Over 1,800 different native wine grape varietals thrive (or survive) on Italy’s patchwork quilt of soil types, ranging from her mountainous Apennine backbone and volcanic soils to the rich clay of her plains and the sandy loam near her long coastline. A panel of winemakers from five of her 20 regions – Piemonte (Alberto Lazzarino), Toscana (Rudy Buratti), Lazio (Mauro Merz), Veneto (Andrea Sartori) and Abruzzo (Enrico Cerulli) - will show you some of the winning combinations of unique varietals and special places. Small bite pairings will be served.
Rosé is growing in popularity and seasonality; as it takes the market by storm Italians won’t be left behind. That argument will be made with the lighter side of five famous red varietals – Pinot Noir, Sangiovese, Corvina, Montepulciano and Lambrusco di Sorbara – by the men who made them, served with some inventive pairings.

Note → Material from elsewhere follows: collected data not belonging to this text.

//! Persistence sinks for reservations.
//!
//! The engine never mutates its store until the sink has confirmed the
//! change. Sinks only ever see fully validated [`Reservation`]s.
//!
//! - [`JsonFilePersistence`]: one JSON document on disk, rewritten per change
//! - [`InMemoryPersistence`]: a map with failure and pause switches, for tests and demos

use crate::error::{PersistenceError, PersistenceOperation};
use crate::types::{Reservation, ReservationRecord, SeatNumber};
use crate::validation::validate_records;
use serde::{Deserialize, Serialize};
use std::collections::BTreeMap;
use std::future::Future;
use std::io::ErrorKind;
use std::path::{Path, PathBuf};
use std::pin::Pin;
use std::sync::atomic::{AtomicBool, Ordering};
use std::sync::{Mutex, PoisonError};
use tokio::sync::watch;

/// Future returned by [`PersistenceSink`] operations
pub type SinkFuture<'a, T> = Pin<Box<dyn Future<Output = Result<T, PersistenceError>> + Send + 'a>>;

/// External record store for reservations
///
/// Every call is atomic from the engine's point of view: it either fully
/// happens or returns an error.
///
/// Note: Returns `Pin<Box<dyn Future>>` instead of `async fn` to be
/// dyn-compatible (object-safe).
pub trait PersistenceSink: Send + Sync {
    /// Every stored reservation, ordered by seat
    fn read_all(&self) -> SinkFuture<'_, Vec<Reservation>>;

    /// Inserts or replaces the reservation's seat
    fn write(&self, reservation: Reservation) -> SinkFuture<'_, ()>;

    /// Removes whatever is stored for `seat`
    fn delete_by_seat(&self, seat: SeatNumber) -> SinkFuture<'_, ()>;

    /// Removes every reservation
    fn clear_all(&self) -> SinkFuture<'_, ()>;
}

// ============================================================================
// JSON file
// ============================================================================

/// On-disk document layout
#[derive(Debug, Default, Serialize, Deserialize)]
struct Document {
    reservations: Vec<ReservationRecord>,
}

/// Stores reservations as one JSON document
///
/// ```json
/// { "reservations": [ { "seat_number": 1, "name": "Kim", "phone": "",
///   "location": "Yangjae", "payment_status": "paid",
///   "timestamp": "2025-01-01T00:00:00Z" } ] }
/// ```
///
/// A missing or empty file reads as no reservations. Writes go to a sibling
/// temporary file that is then renamed over the original. A document holding
/// two rows for one seat is reported as corrupt and never rewritten.
#[derive(Debug)]
pub struct JsonFilePersistence {
    path: PathBuf,
    lock: tokio::sync::Mutex<()>,
}

impl JsonFilePersistence {
    /// Creates a sink backed by `path`. The file is created on first write.
    #[must_use]
    pub fn new(path: impl Into<PathBuf>) -> Self {
        Self {
            path: path.into(),
            lock: tokio::sync::Mutex::new(()),
        }
    }

    /// Backing file
    #[must_use]
    pub fn path(&self) -> &Path {
        &self.path
    }

    async fn load(&self) -> Result<Vec<Reservation>, PersistenceError> {
        let bytes = match tokio::fs::read(&self.path).await {
            Ok(bytes) => bytes,
            Err(error) if error.kind() == ErrorKind::NotFound => return Ok(Vec::new()),
            Err(error) => return Err(error.into()),
        };
        if bytes.iter().all(u8::is_ascii_whitespace) {
            return Ok(Vec::new());
        }

        let document: Document = serde_json::from_slice(&bytes)?;
        let mut reservations = document
            .reservations
            .into_iter()
            .map(|record| {
                let seat = record.seat_number;
                Reservation::try_from(record)
                    .map_err(|error| PersistenceError::CorruptRecord(format!("seat {seat}: {error}")))
            })
            .collect::<Result<Vec<_>, _>>()?;
        reservations.sort_by_key(Reservation::seat);
        Ok(reservations)
    }

    async fn save(&self, reservations: BTreeMap<SeatNumber, Reservation>) -> Result<(), PersistenceError> {
        let document = Document {
            reservations: reservations.into_values().map(ReservationRecord::from).collect(),
        };
        let json = serde_json::to_vec_pretty(&document)?;

        let mut temp = self.path.clone().into_os_string();
        temp.push(".tmp");
        tokio::fs::write(&temp, json).await?;
        tokio::fs::rename(&temp, &self.path).await?;
        Ok(())
    }

    async fn modify<F>(&self, change: F) -> Result<(), PersistenceError>
    where
        F: FnOnce(&mut BTreeMap<SeatNumber, Reservation>) + Send,
    {
        let _guard = self.lock.lock().await;
        let stored = self.load().await?;
        validate_records(&stored)
            .map_err(|error| PersistenceError::CorruptRecord(error.to_string()))?;

        let mut reservations: BTreeMap<SeatNumber, Reservation> = stored
            .into_iter()
            .map(|reservation| (reservation.seat(), reservation))
            .collect();
        change(&mut reservations);
        self.save(reservations).await
    }
}

impl PersistenceSink for JsonFilePersistence {
    fn read_all(&self) -> SinkFuture<'_, Vec<Reservation>> {
        Box::pin(async move {
            let _guard = self.lock.lock().await;
            self.load().await
        })
    }

    fn write(&self, reservation: Reservation) -> SinkFuture<'_, ()> {
        Box::pin(self.modify(move |reservations| {
            reservations.insert(reservation.seat(), reservation);
        }))
    }

    fn delete_by_seat(&self, seat: SeatNumber) -> SinkFuture<'_, ()> {
        Box::pin(self.modify(move |reservations| {
            reservations.remove(&seat);
        }))
    }

    fn clear_all(&self) -> SinkFuture<'_, ()> {
        Box::pin(async move {
            let _guard = self.lock.lock().await;
            self.save(BTreeMap::new()).await
        })
    }
}

// ============================================================================
// In memory
// ============================================================================

/// Map-backed sink with switches for failure injection
///
/// While [`InMemoryPersistence::pause`] is in effect every call blocks until
/// [`InMemoryPersistence::resume`]; this keeps a mutation in flight for as
/// long as a test needs.
#[derive(Debug)]
pub struct InMemoryPersistence {
    records: Mutex<BTreeMap<SeatNumber, Reservation>>,
    failing: AtomicBool,
    calls: Mutex<Vec<PersistenceOperation>>,
    paused: watch::Sender<bool>,
}

impl InMemoryPersistence {
    /// Creates an empty sink
    #[must_use]
    pub fn new() -> Self {
        Self::with_records(Vec::new())
    }

    /// Creates a sink already holding `records`
    #[must_use]
    pub fn with_records(records: impl IntoIterator<Item = Reservation>) -> Self {
        let (paused, _) = watch::channel(false);
        Self {
            records: Mutex::new(
                records
                    .into_iter()
                    .map(|reservation| (reservation.seat(), reservation))
                    .collect(),
            ),
            failing: AtomicBool::new(false),
            calls: Mutex::new(Vec::new()),
            paused,
        }
    }

    /// Makes every following call fail (or succeed again)
    pub fn set_failing(&self, failing: bool) {
        self.failing.store(failing, Ordering::SeqCst);
    }

    /// Holds every following call until [`InMemoryPersistence::resume`]
    pub fn pause(&self) {
        self.paused.send_replace(true);
    }

    /// Releases held calls
    pub fn resume(&self) {
        self.paused.send_replace(false);
    }

    /// Operations received so far, in order
    #[must_use]
    pub fn calls(&self) -> Vec<PersistenceOperation> {
        self.calls
            .lock()
            .unwrap_or_else(PoisonError::into_inner)
            .clone()
    }

    /// Current contents, ordered by seat
    #[must_use]
    pub fn records(&self) -> Vec<Reservation> {
        self.records
            .lock()
            .unwrap_or_else(PoisonError::into_inner)
            .values()
            .cloned()
            .collect()
    }

    async fn enter(&self, operation: PersistenceOperation) -> Result<(), PersistenceError> {
        self.calls
            .lock()
            .unwrap_or_else(PoisonError::into_inner)
            .push(operation);

        let mut paused = self.paused.subscribe();
        // The sender lives in `self`, so the channel cannot close here
        let _ = paused.wait_for(|paused| !*paused).await;

        if self.failing.load(Ordering::SeqCst) {
            Err(PersistenceError::Unavailable(format!(
                "{operation} rejected by injected failure"
            )))
        } else {
            Ok(())
        }
    }

    fn with_map<T>(&self, f: impl FnOnce(&mut BTreeMap<SeatNumber, Reservation>) -> T) -> T {
        let mut records = self.records.lock().unwrap_or_else(PoisonError::into_inner);
        f(&mut records)
    }
}

impl Default for InMemoryPersistence {
    fn default() -> Self {
        Self::new()
    }
}

impl PersistenceSink for InMemoryPersistence {
    fn read_all(&self) -> SinkFuture<'_, Vec<Reservation>> {
        Box::pin(async move {
            self.enter(PersistenceOperation::ReadAll).await?;
            Ok(self.records())
        })
    }

    fn write(&self, reservation: Reservation) -> SinkFuture<'_, ()> {
        Box::pin(async move {
            self.enter(PersistenceOperation::Write).await?;
            self.with_map(|records| records.insert(reservation.seat(), reservation));
            Ok(())
        })
    }

    fn delete_by_seat(&self, seat: SeatNumber) -> SinkFuture<'_, ()> {
        Box::pin(async move {
            self.enter(PersistenceOperation::DeleteBySeat).await?;
            self.with_map(|records| records.remove(&seat));
            Ok(())
        })
    }

    fn clear_all(&self) -> SinkFuture<'_, ()> {
        Box::pin(async move {
            self.enter(PersistenceOperation::ClearAll).await?;
            self.with_map(BTreeMap::clear);
            Ok(())
        })
    }
}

A cash prize is on the line for the student who can correctly identify the most characteristics of our four wines.
Hailed by Wine Spectator Magazine as “Builders of Brunello, the Castello Banfi estate has pioneered clonal research and zonation studies in their pursuit of excellence, raising a tide of quality that has lifted the region. Veteran winemaker Rudy Buratti will reveal the elements of his three-decade-long research and demonstrate how Sangiovese behaves so uniquely not only in Montalcino, but from hill to hill on just one single estate.
Two of Verona’s leading producers of Amarone and Ripasso wines will share their knowledge, passion and insights for this winemaking technique that dates back to the ancient Romans and was a ‘secret’ of farmers for centuries.
Benedetta Poretti of Sicily’s historic Florio winery will show why her cellars are renowned for their reserves and reveal the complexity, flexibility and future of Marsala. Malvasia delle Lipari and Florio Fernet add Sicilian counterpoints.